__Task description__.
From the listing below, set down exactly the lines between the one holding "results, never errors." and the one holding "pub const DEFAULT_TOP_COUNTRIES: i64 = 5;", inclusive. No other line is wanted.
┌──
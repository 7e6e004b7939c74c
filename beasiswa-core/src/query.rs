//! Read-only query engine over a built [`ScholarshipGraph`].
//!
//! All operations are total: unknown keys and empty graphs yield empty
//! results, never errors. The engine holds its graph behind an `Arc` and never
//! mutates it, so one engine can be shared across threads without locking.

use serde::{Deserialize, Serialize};
use std::collections::{BTreeMap, HashMap};
use std::sync::Arc;

use crate::graph::ScholarshipGraph;
use crate::schema::{EntityKind, RelationKind};

/// Number of countries returned by `top_countries` when the caller gives none.
pub const DEFAULT_TOP_COUNTRIES: i64 = 5;

/// Optional attribute filters, matched case-insensitively and combined with AND.
///
/// Blank strings count as omitted.
#[derive(Debug, Clone, Default, PartialEq, Eq, Serialize, Deserialize)]
pub struct ScholarshipFilter {
    #[serde(default)]
    pub fund_type: Option<String>,
    #[serde(default)]
    pub study_level: Option<String>,
    #[serde(default)]
    pub location: Option<String>,
}

impl ScholarshipFilter {
    pub fn new() -> Self {
        Self::default()
    }

    pub fn fund_type(mut self, value: &str) -> Self {
        self.fund_type = Some(value.to_string());
        self
    }

    pub fn study_level(mut self, value: &str) -> Self {
        self.study_level = Some(value.to_string());
        self
    }

    pub fn location(mut self, value: &str) -> Self {
        self.location = Some(value.to_string());
        self
    }

    /// Active (relation, lower-cased value) pairs.
    fn active(&self) -> Vec<(RelationKind, String)> {
        [
            (RelationKind::HasFundType, &self.fund_type),
            (RelationKind::ForLevel, &self.study_level),
            (RelationKind::InCountry, &self.location),
        ]
        .into_iter()
        .filter_map(|(rel, value)| {
            let value = value.as_deref()?.trim();
            (!value.is_empty()).then(|| (rel, value.to_lowercase()))
        })
        .collect()
    }
}

/// One row of `top_countries`.
#[derive(Debug, Clone, PartialEq, Eq, Serialize, Deserialize)]
pub struct CountryCount {
    pub country: String,
    pub count: usize,
}

/// Node and edge counts broken down by kind.
#[derive(Debug, Clone, Default, PartialEq, Eq, Serialize)]
pub struct GraphStats {
    pub node_count: usize,
    pub edge_count: usize,
    pub nodes_by_kind: BTreeMap<EntityKind, usize>,
    pub edges_by_relation: BTreeMap<RelationKind, usize>,
}

/// Answers recommendation queries against one immutable graph.
#[derive(Debug, Clone, Default)]
pub struct QueryEngine {
    graph: Arc<ScholarshipGraph>,
}

impl QueryEngine {
    /// Create an engine over a built graph.
    pub fn new(graph: Arc<ScholarshipGraph>) -> Self {
        Self { graph }
    }

    pub fn from_graph(graph: ScholarshipGraph) -> Self {
        Self::new(Arc::new(graph))
    }

    pub fn graph(&self) -> &ScholarshipGraph {
        &self.graph
    }

    /// Every `STUDENT` node, in insertion order.
    pub fn list_students(&self) -> Vec<String> {
        self.graph
            .nodes_of_kind(EntityKind::Student)
            .map(String::from)
            .collect()
    }

    /// Scholarships recommended to `student_key`; empty if unknown.
    pub fn recommendations_for(&self, student_key: &str) -> Vec<String> {
        self.graph
            .targets(student_key, RelationKind::RecommendedTo)
            .to_vec()
    }

    /// Outgoing edges of `scholarship_key` grouped by relation, values in
    /// edge-insertion order; empty if unknown.
    pub fn describe(&self, scholarship_key: &str) -> BTreeMap<RelationKind, Vec<String>> {
        self.graph
            .outgoing(scholarship_key)
            .cloned()
            .unwrap_or_default()
    }

    /// The `n` most common `IN_COUNTRY` targets, descending by count.
    ///
    /// Ties keep the order in which countries were first encountered.
    /// `n <= 0` yields nothing.
    pub fn top_countries(&self, n: i64) -> Vec<CountryCount> {
        if n <= 0 {
            return Vec::new();
        }

        let mut counts: Vec<CountryCount> = Vec::new();
        let mut index: HashMap<&str, usize> = HashMap::new();

        for edge in self.graph.edges() {
            if edge.relation != RelationKind::InCountry {
                continue;
            }
            match index.get(edge.target.as_str()) {
                Some(&i) => counts[i].count += 1,
                None => {
                    index.insert(edge.target.as_str(), counts.len());
                    counts.push(CountryCount {
                        country: edge.target.clone(),
                        count: 1,
                    });
                }
            }
        }

        // stable sort keeps first-encountered order among equal counts
        counts.sort_by(|a, b| b.count.cmp(&a.count));
        counts.truncate(usize::try_from(n).unwrap_or(usize::MAX));
        counts
    }

    /// Scholarships matching every provided filter.
    ///
    /// A scholarship with no edge of a filtered relation never matches that
    /// filter. With no filters, returns every `SCHOLARSHIP` node.
    pub fn filter_scholarships(&self, filter: &ScholarshipFilter) -> Vec<String> {
        let active = filter.active();

        self.graph
            .nodes_of_kind(EntityKind::Scholarship)
            .filter(|key| {
                active.iter().all(|(relation, wanted)| {
                    self.graph
                        .targets(key, *relation)
                        .iter()
                        .any(|label| label.to_lowercase() == *wanted)
                })
            })
            .map(String::from)
            .collect()
    }

    /// Counts per node kind and per relation.
    pub fn stats(&self) -> GraphStats {
        let mut stats = GraphStats {
            node_count: self.graph.node_count(),
            edge_count: self.graph.edge_count(),
            ..Default::default()
        };
        for node in self.graph.nodes() {
            *stats.nodes_by_kind.entry(node.kind).or_default() += 1;
        }
        for edge in self.graph.edges() {
            *stats.edges_by_relation.entry(edge.relation).or_default() += 1;
        }
        stats
    }
}

#[cfg(test)]
mod tests {
    use super::*;
    use crate::builder::GraphBuilder;
    use crate::record::ScholarshipRecord;

    fn engine(records: Vec<ScholarshipRecord>) -> QueryEngine {
        QueryEngine::from_graph(GraphBuilder::default().build_validated(records).graph)
    }

    fn merit() -> ScholarshipRecord {
        ScholarshipRecord::new(0, "Global Merit Award", "full", "Undergraduate", "Canada", 0.42)
    }

    #[test]
    fn test_single_record_scenario() {
        let engine = engine(vec![merit()]);

        assert_eq!(engine.list_students(), vec!["SISWA_0"]);
        assert_eq!(
            engine.recommendations_for("SISWA_0"),
            vec!["BEASISWA_Global_Merit_Award"]
        );

        let info = engine.describe("BEASISWA_Global_Merit_Award");
        assert_eq!(info.len(), 4);
        assert_eq!(info[&RelationKind::HasFundType], vec!["Full"]);
        assert_eq!(info[&RelationKind::ForLevel], vec!["Undergraduate"]);
        assert_eq!(info[&RelationKind::InCountry], vec!["Canada"]);
        assert_eq!(info[&RelationKind::HasSentiment], vec!["Sentiment_0.42"]);

        assert_eq!(
            engine.filter_scholarships(&ScholarshipFilter::new().location("canada")),
            vec!["BEASISWA_Global_Merit_Award"]
        );
        assert!(engine
            .filter_scholarships(&ScholarshipFilter::new().location("nigeria"))
            .is_empty());
    }

    #[test]
    fn test_unknown_keys_yield_empty() {
        let engine = engine(vec![merit()]);
        assert!(engine.recommendations_for("SISWA_99").is_empty());
        assert!(engine.recommendations_for("BEASISWA_Global_Merit_Award").is_empty());
        assert!(engine.describe("BEASISWA_Missing").is_empty());
    }

    #[test]
    fn test_empty_graph() {
        let engine = QueryEngine::default();
        assert!(engine.list_students().is_empty());
        assert!(engine.top_countries(DEFAULT_TOP_COUNTRIES).is_empty());
        assert!(engine.filter_scholarships(&ScholarshipFilter::new()).is_empty());
        assert_eq!(engine.stats().node_count, 0);
    }

    #[test]
    fn test_top_countries_tie_break() {
        let engine = engine(vec![
            ScholarshipRecord::new(0, "A", "full", "Undergraduate", "canada", 0.1),
            ScholarshipRecord::new(1, "B", "full", "Undergraduate", "nigeria", 0.1),
        ]);
        assert_eq!(
            engine.top_countries(1),
            vec![CountryCount {
                country: "Canada".to_string(),
                count: 1
            }]
        );
        assert!(engine.top_countries(0).is_empty());
        assert!(engine.top_countries(-3).is_empty());
    }

    #[test]
    fn test_top_countries_orders_by_count() {
        let engine = engine(vec![
            ScholarshipRecord::new(0, "A", "full", "Undergraduate", "canada", 0.1),
            ScholarshipRecord::new(1, "B", "full", "Undergraduate", "nigeria", 0.1),
            ScholarshipRecord::new(2, "C", "full", "Undergraduate", "nigeria", 0.1),
            // same scholarship again: no new IN_COUNTRY edge
            ScholarshipRecord::new(3, "A", "full", "Undergraduate", "canada", 0.1),
        ]);
        let top = engine.top_countries(5);
        assert_eq!(top.len(), 2);
        assert_eq!(top[0].country, "Nigeria");
        assert_eq!(top[0].count, 2);
        assert_eq!(top[1].country, "Canada");
        assert_eq!(top[1].count, 1);
    }

    #[test]
    fn test_filter_combines_with_and() {
        let engine = engine(vec![
            ScholarshipRecord::new(0, "A", "full", "Undergraduate", "canada", 0.1),
            ScholarshipRecord::new(1, "B", "partial", "Undergraduate", "canada", 0.1),
            ScholarshipRecord::new(2, "C", "full", "Doctoral", "canada", 0.1),
        ]);

        let filter = ScholarshipFilter::new().fund_type("FULL").study_level("undergraduate");
        assert_eq!(engine.filter_scholarships(&filter), vec!["BEASISWA_A"]);

        let filter = ScholarshipFilter::new().location("Canada");
        assert_eq!(engine.filter_scholarships(&filter).len(), 3);

        let filter = ScholarshipFilter::new().fund_type("tuition only");
        assert!(engine.filter_scholarships(&filter).is_empty());
    }

    #[test]
    fn test_blank_filter_is_omitted() {
        let engine = engine(vec![merit()]);
        let filter = ScholarshipFilter {
            fund_type: Some("  ".to_string()),
            study_level: Some(String::new()),
            location: None,
        };
        assert_eq!(engine.filter_scholarships(&filter).len(), 1);
    }

    #[test]
    fn test_stats() {
        let engine = engine(vec![merit()]);
        let stats = engine.stats();
        assert_eq!(stats.node_count, 6);
        assert_eq!(stats.edge_count, 5);
        assert_eq!(stats.nodes_by_kind[&EntityKind::Student], 1);
        assert_eq!(stats.edges_by_relation[&RelationKind::InCountry], 1);
    }
}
└──
__The answer__.
//! results, never errors. The engine holds its graph behind an `Arc` and never
//! mutates it, so one engine can be shared across threads without locking.

use serde::{Deserialize, Serialize};
use std::collections::{BTreeMap, HashMap};
use std::sync::Arc;

use crate::graph::ScholarshipGraph;
use crate::schema::{EntityKind, RelationKind};

/// Number of countries returned by `top_countries` when the caller gives none.
pub const DEFAULT_TOP_COUNTRIES: i64 = 5;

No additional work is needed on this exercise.